Geometry is provided to Canvases by Canvas Renderer components.

A Sub-canvas is simply a Canvas component that is nested inside another Canvas component. Sub-canvases isolate their children from their parent; a dirty child will not force a parent to rebuild its geometry, and vice versa. There are certain edge cases where this is not true, such as when changes to a parent Canvas cause a child Canvas to be resized.

A Graphic is a base class provided by the Unity UI C# library. It is the base class for all Unity UI C# classes that provide drawable geometry to the Canvas system. Most built-in Unity UI Graphics are implemented via the MaskableGraphic subclass, which allows them to be masked via the IMaskable interface. The major subclasses of Drawable are Image and Text, which provide their eponymous components.

Layout components control the size and positioning of RectTransforms, and are generally used to create complex layouts that require relative sizing or relative positioning of their contents. Layout components rely only on RectTransforms and only affect the properties of their associated RectTransforms.

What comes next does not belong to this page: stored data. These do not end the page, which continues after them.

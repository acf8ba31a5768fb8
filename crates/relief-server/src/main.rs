//! Relief operations server.
//!
//! Wires configuration, storage, the civil-registry client and the
//! operations API together, then serves until `Ctrl-C`.
//!
//! # Startup Sequence
//!
//! 1. Load configuration from `$RELIEF_CONFIG` (default `relief-config.yaml`)
//! 2. Initialize structured logging (tracing)
//! 3. Open storage (in-memory, or `PostgreSQL` with migrations)
//! 4. Build the civil-registry client
//! 5. Assemble the relief components and serve the API
//! 6. Close the storage pool once the server has drained

mod error;

use std::path::PathBuf;
use std::sync::Arc;
use std::time::Duration;

use relief_api::AppState;
use relief_core::config::{LogFormat, LoggingConfig, StorageBackend, StorageConfig};
use relief_core::{CivilRegistry, Relief, ReliefConfig};
use relief_db::{PoolSettings, PostgresPool, Store};
use tracing::info;
use tracing_subscriber::EnvFilter;

use crate::error::ServerError;

/// Config file used when `RELIEF_CONFIG` is unset.
const DEFAULT_CONFIG_PATH: &str = "relief-config.yaml";

/// Application entry point for the relief server.
///
/// # Errors
///
/// Returns an error if any startup step fails or the server stops with a
/// fatal error.
#[tokio::main]
async fn main() -> Result<(), ServerError> {
    // 1. Load configuration.
    let config_path = std::env::var("RELIEF_CONFIG")
        .map_or_else(|_| PathBuf::from(DEFAULT_CONFIG_PATH), PathBuf::from);
    let config = ReliefConfig::load_or_default(&config_path)?;

    // 2. Initialize structured logging.
    init_logging(&config.logging)?;
    info!(
        path = %config_path.display(),
        host = %config.server.host,
        port = config.server.port,
        storage = ?config.storage.backend,
        registry = ?config.civil_registry.backend,
        "relief-server starting"
    );

    // 3. Open storage.
    let store = open_store(&config.storage).await?;
    info!(backend = store.backend_name(), "Storage ready");

    // 4. Civil registry client.
    let registry = CivilRegistry::from_config(&config.civil_registry)?;
    info!(backend = registry.name(), "Civil registry client ready");

    // 5. Assemble components and serve.
    let relief = Relief::new(store.clone(), registry, config.logistics);
    let state = Arc::new(AppState::new(relief));
    let served = relief_api::start_server(&config.server, state).await;

    // 6. Release storage whether or not serving ended cleanly.
    store.close().await;
    served?;

    info!("relief-server stopped");
    Ok(())
}

/// Install the global tracing subscriber.
///
/// `RUST_LOG` wins over the configured level when set.
fn init_logging(config: &LoggingConfig) -> Result<(), ServerError> {
    let filter =
        EnvFilter::try_from_default_env().unwrap_or_else(|_| EnvFilter::new(&config.level));
    let builder = tracing_subscriber::fmt()
        .with_env_filter(filter)
        .with_target(true);
    let installed = match config.format {
        LogFormat::Text => builder.try_init(),
        LogFormat::Json => builder.json().try_init(),
    };
    installed.map_err(|e| ServerError::Logging {
        message: e.to_string(),
    })
}

/// Pool settings for the `PostgreSQL` backend.
fn pool_settings(config: &StorageConfig) -> PoolSettings {
    PoolSettings::new(config.postgres_url.as_str())
        .with_max_connections(config.max_connections)
        .with_acquire_timeout(Duration::from_millis(config.connect_timeout_ms))
        .with_migrations(config.run_migrations)
}

/// Open the configured storage backend.
async fn open_store(config: &StorageConfig) -> Result<Store, ServerError> {
    match config.backend {
        StorageBackend::Memory => Ok(Store::memory()),
        StorageBackend::Postgres => {
            let pool = PostgresPool::open(&pool_settings(config)).await?;
            Ok(Store::Postgres(pool))
        }
    }
}

#[cfg(test)]
mod tests {
    use super::*;

    #[test]
    fn storage_config_drives_pool_settings() {
        let config = StorageConfig {
            backend: StorageBackend::Postgres,
            postgres_url: String::from("postgresql://relief@db.local/relief"),
            max_connections: 4,
            connect_timeout_ms: 750,
            run_migrations: false,
        };
        let settings = pool_settings(&config);
        assert_eq!(settings.url, "postgresql://relief@db.local/relief");
        assert_eq!(settings.max_connections, 4);
        assert_eq!(settings.acquire_timeout, Duration::from_millis(750));
        assert!(!settings.run_migrations);
    }
}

They are not dependent on the Graphic class, and can be used independently from Unity UI’s Graphic components.

Both Graphic and Layout components rely on the CanvasUpdateRegistry class, which is not exposed in the Unity Editor's interface. This class tracks the set of Layout components and Graphic components that must be updated, and triggers updates as needed when their associated Canvas invokes the willRenderCanvases event.

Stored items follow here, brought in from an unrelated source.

//! Damage reports for property and infrastructure.

use chrono::Utc;
use relief_db::Store;
use relief_types::{
    Actor, DamageReport, DamageSeverity, DamageType, EventId, ReportId, ReportStatus,
    SeverityCounts,
};
use serde::Deserialize;
use tracing::{info, warn};

use crate::error::ReliefError;
use crate::validate;

/// Input for filing a damage report.
#[derive(Debug, Clone, PartialEq, Eq, Deserialize)]
pub struct NewReport {
    /// Short title.
    pub title: String,
    /// Free-text description.
    #[serde(default)]
    pub description: String,
    /// What was damaged.
    pub damage_type: DamageType,
    /// How badly.
    pub severity: DamageSeverity,
    /// Where.
    pub location: String,
    /// Photo reference.
    #[serde(default)]
    pub photo: Option<String>,
}

/// Files damage reports and tracks their status.
#[derive(Debug, Clone)]
pub struct DamageReportRegistry {
    store: Store,
}

impl DamageReportRegistry {
    /// Registry over the given store.
    pub const fn new(store: Store) -> Self {
        Self { store }
    }

    /// File a report. It starts `REPORTED`.
    ///
    /// # Errors
    ///
    /// [`ReliefError::Validation`] for a blank title or location,
    /// [`ReliefError::NotFound`] for an unknown event.
    pub async fn create(
        &self,
        event_id: EventId,
        input: NewReport,
        actor: &Actor,
    ) -> Result<DamageReport, ReliefError> {
        validate::actor(actor)?;
        validate::non_blank("title", &input.title)?;
        validate::non_blank("location", &input.location)?;

        let now = Utc::now();
        let report = DamageReport {
            id: ReportId::new(),
            event_id,
            title: input.title,
            description: input.description,
            damage_type: input.damage_type,
            severity: input.severity,
            location: input.location,
            status: ReportStatus::Reported,
            photo: input.photo,
            reported_by: actor.clone(),
            created_at: now,
            updated_at: now,
        };

        if let Err(err) = self.store.insert_report(&report).await {
            let err = ReliefError::from(err);
            warn!(event_id = %event_id, error = %err, "Damage report rejected");
            return Err(err);
        }

        info!(
            report_id = %report.id,
            event_id = %event_id,
            severity = ?report.severity,
            damage_type = ?report.damage_type,
            actor = %actor,
            "Damage reported"
        );
        Ok(report)
    }

    /// Set a report's status. Any transition is accepted.
    ///
    /// # Errors
    ///
    /// [`ReliefError::NotFound`] for an unknown report.
    pub async fn update_status(
        &self,
        report_id: ReportId,
        status: ReportStatus,
        actor: &Actor,
    ) -> Result<DamageReport, ReliefError> {
        validate::actor(actor)?;
        let report = self
            .store
            .update_report_status(report_id, status, Utc::now())
            .await?;
        info!(
            report_id = %report_id,
            status = ?status,
            actor = %actor,
            "Damage report status changed"
        );
        Ok(report)
    }

    /// Report counts per severity, zero-filled.
    ///
    /// # Errors
    ///
    /// [`ReliefError::NotFound`] for an unknown event.
    pub async fn counts_by_severity(
        &self,
        event_id: EventId,
    ) -> Result<SeverityCounts, ReliefError> {
        validate::existing_event(&self.store, event_id).await?;
        Ok(self.store.counts_by_severity(event_id).await?)
    }

    /// Look up a report.
    ///
    /// # Errors
    ///
    /// [`ReliefError::NotFound`] for an unknown report.
    pub async fn get(&self, report_id: ReportId) -> Result<DamageReport, ReliefError> {
        self.store
            .get_report(report_id)
            .await?
            .ok_or_else(|| ReliefError::not_found("damage report", report_id))
    }

    /// Reports of an event, oldest first.
    ///
    /// # Errors
    ///
    /// [`ReliefError::NotFound`] for an unknown event.
    pub async fn list(&self, event_id: EventId) -> Result<Vec<DamageReport>, ReliefError> {
        validate::existing_event(&self.store, event_id).await?;
        Ok(self.store.list_reports(event_id).await?)
    }
}

#[cfg(test)]
#[allow(clippy::unwrap_used)]
mod tests {
    use super::*;
    use crate::events::{EventLifecycleManager, NewEvent};

    fn operator() -> Actor {
        Actor::new("op-2")
    }

    fn bridge(severity: DamageSeverity) -> NewReport {
        NewReport {
            title: String::from("Bridge collapse"),
            description: String::new(),
            damage_type: DamageType::Infrastructure,
            severity,
            location: String::from("Km 12"),
            photo: None,
        }
    }

    async fn setup() -> (DamageReportRegistry, EventId) {
        let store = Store::memory();
        let event = EventLifecycleManager::new(store.clone())
            .create(
                NewEvent {
                    title: String::from("Flood A"),
                    location: String::from("Riverside"),
                    description: String::new(),
                },
                &operator(),
            )
            .await
            .unwrap();
        (DamageReportRegistry::new(store), event.id)
    }

    #[tokio::test]
    async fn any_status_transition_is_accepted() {
        let (damage, event_id) = setup().await;
        let report = damage
            .create(event_id, bridge(DamageSeverity::Heavy), &operator())
            .await
            .unwrap();
        assert_eq!(report.status, ReportStatus::Reported);

        let resolved = damage
            .update_status(report.id, ReportStatus::Resolved, &operator())
            .await
            .unwrap();
        assert_eq!(resolved.status, ReportStatus::Resolved);
        let reopened = damage
            .update_status(report.id, ReportStatus::Verified, &operator())
            .await
            .unwrap();
        assert_eq!(reopened.status, ReportStatus::Verified);
    }

    #[tokio::test]
    async fn severity_counts_are_zero_filled() {
        let (damage, event_id) = setup().await;
        for severity in [DamageSeverity::Heavy, DamageSeverity::Heavy, DamageSeverity::Light] {
            damage.create(event_id, bridge(severity), &operator()).await.unwrap();
        }
        let counts = damage.counts_by_severity(event_id).await.unwrap();
        assert_eq!(counts.get(&DamageSeverity::Heavy), Some(&2));
        assert_eq!(counts.get(&DamageSeverity::Light), Some(&1));
        assert_eq!(counts.get(&DamageSeverity::Moderate), Some(&0));
    }

    #[tokio::test]
    async fn unknown_event_and_report_are_not_found() {
        let (damage, _) = setup().await;
        let result = damage
            .create(EventId::new(), bridge(DamageSeverity::Light), &operator())
            .await;
        assert!(matches!(result, Err(ReliefError::NotFound { entity: "event", .. })));
        assert!(matches!(
            damage
                .update_status(ReportId::new(), ReportStatus::Verified, &operator())
                .await,
            Err(ReliefError::NotFound { .. })
        ));
    }
}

The updates of Layout and Graphic components is called a rebuild. The rebuild process is discussed in further detail later in this document.

Rendering details

When composing user interfaces in Unity UI, keep in mind that all geometry drawn by a Canvas will be drawn in the Transparent queue. That is, geometry produced by Unity UI will always be drawn back-to-front with alpha blending. The important thing to remember from a performance standpoint is that each pixel rasterized from a polygon will be sampled, even if it is wholly covered by other, opaque polygons. On mobile devices, this high level of overdraw can rapidly exceed the fill-rate capacity of the GPU.

The Batch building process (Canvases)

The batch building process is the process whereby a Canvas combines the meshes representing its UI elements and generates the appropriate rendering commands to send to Unity’s graphics pipeline. The results of this process are cached and reused until the Canvas is marked as dirty, which occurs whenever there is a change to one of its constituent meshes.

The meshes used by the Canvas are taken from the set of Canvas Renderer components attached to the Canvas but not contained in any Sub-canvas.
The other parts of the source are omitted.